Il monaco aveva ventinove anni e si chiamava padre
Maurizio da Brescia, al secolo Fortunato Antonio
Malvestiti. Nato il 17 febbraio 1778 a Verolanuova, nel
Bresciano, era figlio di un sarto, Francesco, e di Maria
Maddalena Franchi. A Quinzano d'Oglio, dove la famiglia si
era trasferita nel 1783, il ragazzo aveva appreso i primi
rudimenti scolastici sotto la guida dei sacerdoti Pietro
Pederzini e Luigi Piozzi. Frequentato poi il ginnasio a
Brescia, era entrato nel locale convento francescano di
San Giuseppe, per trasferirsi nel 1798 in quello di
Ferrara, seguirvi i corsi di teologia e celebrarvi la
prima Messa la notte di Natale del 1800. L'anno
successivo, ricevuta l’”obbedienza” nel monastero di San
Bernardino a Verona, era stato destinato al convento dell'Ara
Coeli di Roma, del quale era divenuto lettore di
filosofia e teologia.
Il casuale incontro con Luciano cambiò completamente il
cammino che padre Maurizio da Brescia aveva intrapreso.
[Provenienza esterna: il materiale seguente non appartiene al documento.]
//! `--debugfeed`: fetch and parse one feed, print what would be ingested.

use std::io::Write;

use anyhow::{Context, Result};

use crate::ingest::content_id::content_id;
use crate::ingest::worker::FeedFetcher;

/// Writes one block per item to `out`; returns the item count.
pub async fn debug_feed<W: Write>(fetcher: &FeedFetcher, url: &str, out: &mut W) -> Result<usize> {
    tracing::info!(url, "debugging feed");
    let body = fetcher
        .source()
        .fetch(url)
        .await
        .with_context(|| format!("fetching feed {url}"))?;
    tracing::info!(url, bytes = body.len(), "fetched feed");

    let feed = fetcher
        .parser()
        .parse(&body)
        .with_context(|| format!("parsing feed {url}"))?;

    writeln!(out, "Feed: {} ({} items)", feed.title, feed.items.len())?;
    for item in &feed.items {
        writeln!(out, "--Item ({})", item.id)?;
        writeln!(out, "  Id:    {}", content_id(&item.id))?;
        writeln!(out, "  Title: {}", item.title)?;
        writeln!(out, "  Link:  {}", item.link)?;
        writeln!(out, "  Image: {}", item.image)?;
    }
    Ok(feed.items.len())
}
pub mod anthropic;
pub mod openai;

use anyhow::Result;

use crate::domain::models::BackendBox;
use crate::domain::models::BackendName;

pub struct BackendManager {}

impl BackendManager {
    pub fn get(name: BackendName) -> Result<BackendBox> {
        return match name {
            BackendName::Anthropic => Ok(Box::<anthropic::Anthropic>::default()),
            BackendName::OpenAI => Ok(Box::<openai::OpenAI>::default()),
        };
    }
}
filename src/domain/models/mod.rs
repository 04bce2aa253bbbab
mod backend;
mod event;
mod model_preset;
mod retriever;
mod role;
mod session;
mod slash_commands;
mod turn;

pub use backend::*;
pub use event::*;
pub use model_preset::*;
pub use retriever::*;
pub use role::*;
pub use session::*;
pub use slash_commands::*;
pub use turn::*;
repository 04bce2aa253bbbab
use super::Fragment;

pub enum Event {
    BackendFragments(Vec<Fragment>),
    BackendDone(),
    BackendError(String),
}
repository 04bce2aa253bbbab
pub mod models;
pub mod services;
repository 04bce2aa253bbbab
#[cfg(test)]
#[path = "context_test.rs"]
mod tests;

use crate::domain::models::strip_reasoning;
use crate::domain::models::BackendMessage;
use crate::domain::models::BackendPrompt;
use crate::domain::models::ModelPreset;
use crate::domain::models::Passage;
use crate::domain::models::RetrieverBox;
use crate::domain::models::RoleProfile;
use crate::domain::models::SamplingParams;
use crate::domain::models::Session;
use crate::domain::models::Turn;
use crate::domain::models::TurnRole;

pub const MAX_PASSAGES: usize = 3;

/// Rebuilds the history a backend sees from stored turns. The greeting at
/// index 0 is never replayed, and a trailing user turn is left out since it is
/// sent separately as the query.
pub fn replay_history(turns: &[Turn]) -> Vec<BackendMessage> {
    let mut end = turns.len();
    if turns.len() > 1 && turns[end - 1].role == TurnRole::User {
        end -= 1;
    }

    return turns[..end]
        .iter()
        .skip(1)
        .filter_map(|turn| {
            let content = turn.replay_content()?;
            return Some(BackendMessage::new(turn.role, &content));
        })
        .collect();
}

/// Wraps a question with retrieved passages. Returns `None` when no passage
/// has any text.
pub fn augment_with_passages(input: &str, passages: &[Passage]) -> Option<String> {
    let context = passages
        .iter()
        .map(|passage| return passage.text.trim())
        .filter(|text| return !text.is_empty())
        .take(MAX_PASSAGES)
        .collect::<Vec<&str>>();

    if context.is_empty() {
        return None;
    }

    return Some(format!(
        "Use the following context to answer the question. If the context does not contain enough information to answer it, say so and ask the user to clarify.\n\nContext:\n{}\n\nQuestion: {input}",
        context.join("\n\n")
    ));
}

pub struct ContextBuilder {
    retriever: Option<RetrieverBox>,
    min_score: f64,
}

impl ContextBuilder {
    pub fn new(retriever: Option<RetrieverBox>, min_score: f64) -> ContextBuilder {
        return ContextBuilder {
            retriever,
            min_score,
        };
    }

    async fn query_for(&self, input: &str, profile: &RoleProfile) -> String {
        if !profile.retrieval {
            return input.to_string();
        }

        let Some(retriever) = &self.retriever else {
            tracing::debug!(role = %profile.name, "No retriever configured, skipping augmentation");
            return input.to_string();
        };

        let passages = match retriever.retrieve(input).await {
            Ok(passages) => passages,
            Err(err) => {
                tracing::warn!(error = ?err, "Retrieval failed, continuing without context");
                return input.to_string();
            }
        };

        let relevant = passages
            .into_iter()
            .filter(|passage| return passage.score >= self.min_score)
            .collect::<Vec<Passage>>();

        tracing::debug!(passages = relevant.len(), "Retrieved passages");
        return augment_with_passages(input, &relevant).unwrap_or_else(|| return input.to_string());
    }

    /// Builds the request for the newest user turn in `session`. `input` is
    /// the raw text the user just submitted.
    pub async fn build(
        &self,
        session: &Session,
        input: &str,
        profile: &RoleProfile,
    ) -> BackendPrompt {
        let history = replay_history(&session.messages);
        let cleaned = strip_reasoning(input);
        let query = self.query_for(&cleaned, profile).await;

        return BackendPrompt {
            model: ModelPreset::resolve_model_id(&session.model_config.model_name),
            system_prompt: profile.system_prompt.to_string(),
            history,
            query: BackendMessage::new(TurnRole::User, &query),
            sampling: SamplingParams::from(&session.model_config),
        };
    }
}
#[cfg(test)]
#[path = "assembler_test.rs"]
mod tests;

use std::collections::VecDeque;

use futures::stream;
use futures::Stream;
use futures::StreamExt;

use crate::domain::models::Fragment;
use crate::domain::models::THINKING_CLOSE;
use crate::domain::models::THINKING_CLOSE_FINAL;
use crate::domain::models::THINKING_OPEN;

#[derive(Clone, Copy, Debug, PartialEq, Eq)]
pub enum AssemblerState {
    OutsideReasoning,
    InsideReasoning,
}

/// The two texts produced from one streamed response.
#[derive(Clone, Debug, Default, PartialEq, Eq)]
pub struct AssembledResponse {
    /// Answer text with reasoning fenced in a thinking block.
    pub display: String,
    /// Answer text only, suitable for resubmission to a model.
    pub canonical: String,
}

/// Turns a stream of fragments into display and canonical text. Each call to
/// `push` returns the display pieces emitted for that fragment so callers can
/// render output as it arrives.
pub struct ResponseAssembler {
    state: AssemblerState,
    display: String,
    canonical: String,
}

impl Default for ResponseAssembler {
    fn default() -> ResponseAssembler {
        return ResponseAssembler {
            state: AssemblerState::OutsideReasoning,
            display: "".to_string(),
            canonical: "".to_string(),
        };
    }
}

impl ResponseAssembler {
    pub fn state(&self) -> AssemblerState {
        return self.state;
    }

    fn emit(&mut self, pieces: &mut Vec<String>, text: &str) {
        self.display += text;
        pieces.push(text.to_string());
    }

    pub fn push(&mut self, fragment: Fragment) -> Vec<String> {
        let mut pieces: Vec<String> = vec![];

        match fragment {
            Fragment::Reasoning(text) => {
                if text.is_empty() {
                    return pieces;
                }
                if self.state == AssemblerState::OutsideReasoning {
                    self.emit(&mut pieces, THINKING_OPEN);
                    self.state = AssemblerState::InsideReasoning;
                }
                self.emit(&mut pieces, &text);
            }
            Fragment::Text(text) => {
                if text.is_empty() {
                    return pieces;
                }
                if self.state == AssemblerState::InsideReasoning {
                    self.emit(&mut pieces, THINKING_CLOSE);
                    self.state = AssemblerState::OutsideReasoning;
                }
                self.emit(&mut pieces, &text);
                self.canonical += &text;
            }
        }

        return pieces;
    }

    pub fn push_all(&mut self, fragments: Vec<Fragment>) -> Vec<String> {
        return fragments
            .into_iter()
            .flat_map(|fragment| return self.push(fragment))
            .collect();
    }

    /// Ends the response, closing a reasoning block left open by the backend.
    /// Safe to call more than once.
    pub fn finish(&mut self) -> Vec<String> {
        let mut pieces: Vec<String> = vec![];
        if self.state == AssemblerState::InsideReasoning {
            self.emit(&mut pieces, THINKING_CLOSE_FINAL);
            self.state = AssemblerState::OutsideReasoning;
        }

        return pieces;
    }

    pub fn into_response(mut self) -> AssembledResponse {
        self.finish();
        return AssembledResponse {
            display: self.display,
            canonical: self.canonical,
        };
    }
}

#[derive(Clone, Debug, PartialEq, Eq)]
pub enum AssemblerOutput {
    Piece(String),
    Done(AssembledResponse),
}

struct StreamState<S> {
    fragments: S,
    assembler: Option<ResponseAssembler>,
    pending: VecDeque<AssemblerOutput>,
}

/// Stream form of `ResponseAssembler`: yields display pieces as fragments
/// arrive, followed by a single `AssemblerOutput::Done` with both texts.
pub fn assemble_stream<S>(fragments: S) -> impl Stream<Item = AssemblerOutput>
where
    S: Stream<Item = Fragment> + Unpin,
{
    let state = StreamState {
        fragments,
        assembler: Some(ResponseAssembler::default()),
        pending: VecDeque::new(),
    };

    return stream::unfold(state, |mut state| async move {
        loop {
            if let Some(output) = state.pending.pop_front() {
                return Some((output, state));
            }

            let mut assembler = state.assembler.take()?;
            match state.fragments.next().await {
                Some(fragment) => {
                    let pieces = assembler.push(fragment);
                    state
                        .pending
                        .extend(pieces.into_iter().map(AssemblerOutput::Piece));
                    state.assembler = Some(assembler);
                }
                None => {
                    let pieces = assembler.finish();
                    state
                        .pending
                        .extend(pieces.into_iter().map(AssemblerOutput::Piece));
                    state
                        .pending
                        .push_back(AssemblerOutput::Done(assembler.into_response()));
                }
            }
        }
    });
}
Legato in maniera indissolubile al destino del Bonaparte,
da quel momento ne sarà il cappellano, l'istitutore dei
figli, l'accompagnatore nei frequenti viaggi che compirà
come sorvegliato politico, il traduttore, l'aiutante negli
scavi archeologici e nella pubblicazione dei loro
risultati. Che l'incontro fortuito di Luciano fosse
avvenuto nelle catacombe di San Sebastiano è narrato nell'Enciclopédia
Bresciana di Antonio Fappani; ma sembra invece che
il religioso avesse vincoli di parentela con la famiglia
di Felice Pasquale Baciocchi, marito di Elisa Bonaparte,
in quel momento principessa di Lucca e di Piombino; e che
fosse entrato nelle grazie del fratello dell'imperatore in
virtù di una raccomandazione del senatore romano
Rezzonico.
A proposito della sua passione per l'antichità, gli
storici moderni ritengono che Luciano cominciò ad
avvertirla in maniera profonda proprio alla Rufinella,
essendosi convinto – dopo averne studiato la storia e
attentamente ispezionato i dintorni – che la sua villa
s'identificasse col Tusculanum di Cicerone, come
aveva ritenuto nel Settecento il gesuita Giovanni Luca
Zuzzeri, indotto a farlo dal ritrovamento di un mattone
con la scritta M. TULI (Marcus Tullius?).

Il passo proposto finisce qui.